Йерикка не стал говорить утешительных глупостей. Он наклонил голову со странной смесью достоинства, уважения и юмора:
— Конечно. Ты сделаешь то же для меня… — он помедлил и, глядя прямо в глаза Олегу, пристально и жестко, добавил, — …брат?
Олег ответил не сразу, потому что это были не только слова. Но ему вспомнились бессмысленные глаза и приоткрытый рот парня, добитого Йериккой, унизительное, хуже смерти, зрелище. И он твердо ответил:
— Да.
Широко улыбнувшись, Йерикка на миг притянул Олега к себе и тряхнул за плечи…
* * *
Ночью над рощами несколько раз пролетали вельботы. Из отрывочных сведений, пойманных рацией, стало ясно, что противник оккупировал Мёртвую и Лесную долины и был остановлен на Белом' Взгорье — то есть, чета Гоймира оказалась в тылу врага. Как-то само собой подразумевалось, что утром все стали собираться уходить — «отдых» заканчивался.
Тур не пошел с четой. Он вообще молча проводил ушедших на восток — но, оглядываясь, все еще долго видели его фигуру, замершую на берегу мертвого озера с карабином в высоко поднятой руке…

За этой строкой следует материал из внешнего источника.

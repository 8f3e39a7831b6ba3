//! Cursor pagination as a lazy stream.
//!
//! Each call to [`paginate`] starts from the beginning of the collection, so
//! a listing can be restarted simply by asking for a new stream. The stream
//! ends after a short page or an empty page.

use std::future::Future;

use futures::stream::{self, Stream, TryStreamExt};

use crate::backend::Backend;
use crate::error::{Result, SyncError};
use crate::model::{Document, Identified, StoredFile};

/// One page request: at most `limit` records after `cursor_after`.
#[derive(Debug, Clone, PartialEq, Eq)]
pub struct PageRequest {
    pub limit: usize,
    pub cursor_after: Option<String>,
}

impl PageRequest {
    pub fn first(limit: usize) -> Self {
        Self {
            limit,
            cursor_after: None,
        }
    }
}

struct Cursor<F> {
    fetch: F,
    page_size: usize,
    after: Option<String>,
    exhausted: bool,
}

/// Fetch the page after the cursor and advance it.
async fn next_page<T, F, Fut>(mut cursor: Cursor<F>) -> Result<Option<(Vec<T>, Cursor<F>)>>
where
    T: Identified,
    F: FnMut(PageRequest) -> Fut,
    Fut: Future<Output = Result<Vec<T>>>,
{
    if cursor.exhausted {
        return Ok(None);
    }

    let request = PageRequest {
        limit: cursor.page_size,
        cursor_after: cursor.after.take(),
    };
    let page = (cursor.fetch)(request).await?;

    if page.len() < cursor.page_size {
        cursor.exhausted = true;
    }
    match page.last() {
        Some(last) => cursor.after = Some(last.cursor_id().to_string()),
        None => return Ok(None),
    }

    tracing::debug!(records = page.len(), "Fetched page");
    Ok(Some((page, cursor)))
}

/// Stream every record reachable through `fetch`, one page at a time.
pub fn paginate<'a, T, F, Fut>(page_size: usize, fetch: F) -> impl Stream<Item = Result<T>> + 'a
where
    T: Identified + 'a,
    F: FnMut(PageRequest) -> Fut + 'a,
    Fut: Future<Output = Result<Vec<T>>> + 'a,
{
    let cursor = Cursor {
        fetch,
        page_size: page_size.max(1),
        after: None,
        exhausted: false,
    };

    stream::try_unfold(cursor, next_page)
        .map_ok(|page| stream::iter(page.into_iter().map(Ok::<T, SyncError>)))
        .try_flatten()
}

/// All documents of a collection.
pub fn documents<'a>(
    backend: &'a dyn Backend,
    collection_id: &'a str,
    page_size: usize,
) -> impl Stream<Item = Result<Document>> + 'a {
    paginate(page_size, move |page| async move {
        backend.list_documents(collection_id, &page).await
    })
}

/// All files of a bucket.
pub fn files<'a>(
    backend: &'a dyn Backend,
    bucket_id: &'a str,
    page_size: usize,
) -> impl Stream<Item = Result<StoredFile>> + 'a {
    paginate(page_size, move |page| async move {
        backend.list_files(bucket_id, &page).await
    })
}

#[cfg(test)]
mod tests {
    use super::*;
    use std::sync::atomic::{AtomicUsize, Ordering};
    use std::sync::Mutex;

    #[derive(Debug, Clone, PartialEq)]
    struct Item(String);

    impl Identified for Item {
        fn cursor_id(&self) -> &str {
            &self.0
        }
    }

    fn items(count: usize) -> Vec<Item> {
        (0..count).map(|i| Item(format!("id-{i:04}"))).collect()
    }

    /// Serve `all` in pages, recording every request.
    async fn drain(all: Vec<Item>, page_size: usize) -> (Vec<Item>, Vec<PageRequest>) {
        let requests = Mutex::new(Vec::new());
        let collected: Vec<Item> = paginate(page_size, |request: PageRequest| {
            requests.lock().unwrap().push(request.clone());
            let start = match &request.cursor_after {
                Some(after) => all.iter().position(|i| &i.0 == after).unwrap() + 1,
                None => 0,
            };
            let page: Vec<Item> = all.iter().skip(start).take(request.limit).cloned().collect();
            async move { Ok(page) }
        })
        .try_collect()
        .await
        .unwrap();
        (collected, requests.into_inner().unwrap())
    }

    #[tokio::test]
    async fn test_short_last_page_terminates() {
        let (collected, requests) = drain(items(250), 100).await;
        assert_eq!(collected, items(250));
        assert_eq!(requests.len(), 3);
        assert_eq!(requests[0].cursor_after, None);
        assert_eq!(requests[1].cursor_after.as_deref(), Some("id-0099"));
        assert_eq!(requests[2].cursor_after.as_deref(), Some("id-0199"));
    }

    #[tokio::test]
    async fn test_exact_multiple_ends_on_empty_page() {
        let (collected, requests) = drain(items(200), 100).await;
        assert_eq!(collected.len(), 200);
        assert_eq!(requests.len(), 3);
    }

    #[tokio::test]
    async fn test_empty_collection_single_request() {
        let (collected, requests) = drain(Vec::new(), 100).await;
        assert!(collected.is_empty());
        assert_eq!(requests.len(), 1);
        assert_eq!(requests[0], PageRequest::first(100));
    }

    #[tokio::test]
    async fn test_error_stops_stream() {
        let calls = AtomicUsize::new(0);
        let result: Result<Vec<Item>> = paginate(2, |_request| {
            let call = calls.fetch_add(1, Ordering::SeqCst);
            async move {
                if call == 0 {
                    Ok(items(2))
                } else {
                    Err(SyncError::UpstreamFetchError("boom".into()))
                }
            }
        })
        .try_collect()
        .await;

        assert!(matches!(result, Err(SyncError::UpstreamFetchError(_))));
        assert_eq!(calls.load(Ordering::SeqCst), 2);
    }

    #[tokio::test]
    async fn test_stream_is_restartable() {
        let all = items(5);
        for _ in 0..2 {
            let (collected, requests) = drain(all.clone(), 2).await;
            assert_eq!(collected, all);
            assert_eq!(requests.len(), 3);
        }
    }
}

…Если Олег думал, что всё самое трудное уже испытал. — то он ошибался. Ошибался, и сам это понял. Чета шла по тундре трое суток. "К счастью" все это время падал снег, который тут же таял, а вода — точнее, грязь — доходила до колен. В этой грязи приходилось уже с полным равнодушием переставлять застывшие, опухшие ноги, а на ночлег взбираться к ледяным камням и сворачиваться поверх них в клубок, плотнее прижимаясь к соседу и запахиваясь в плащ.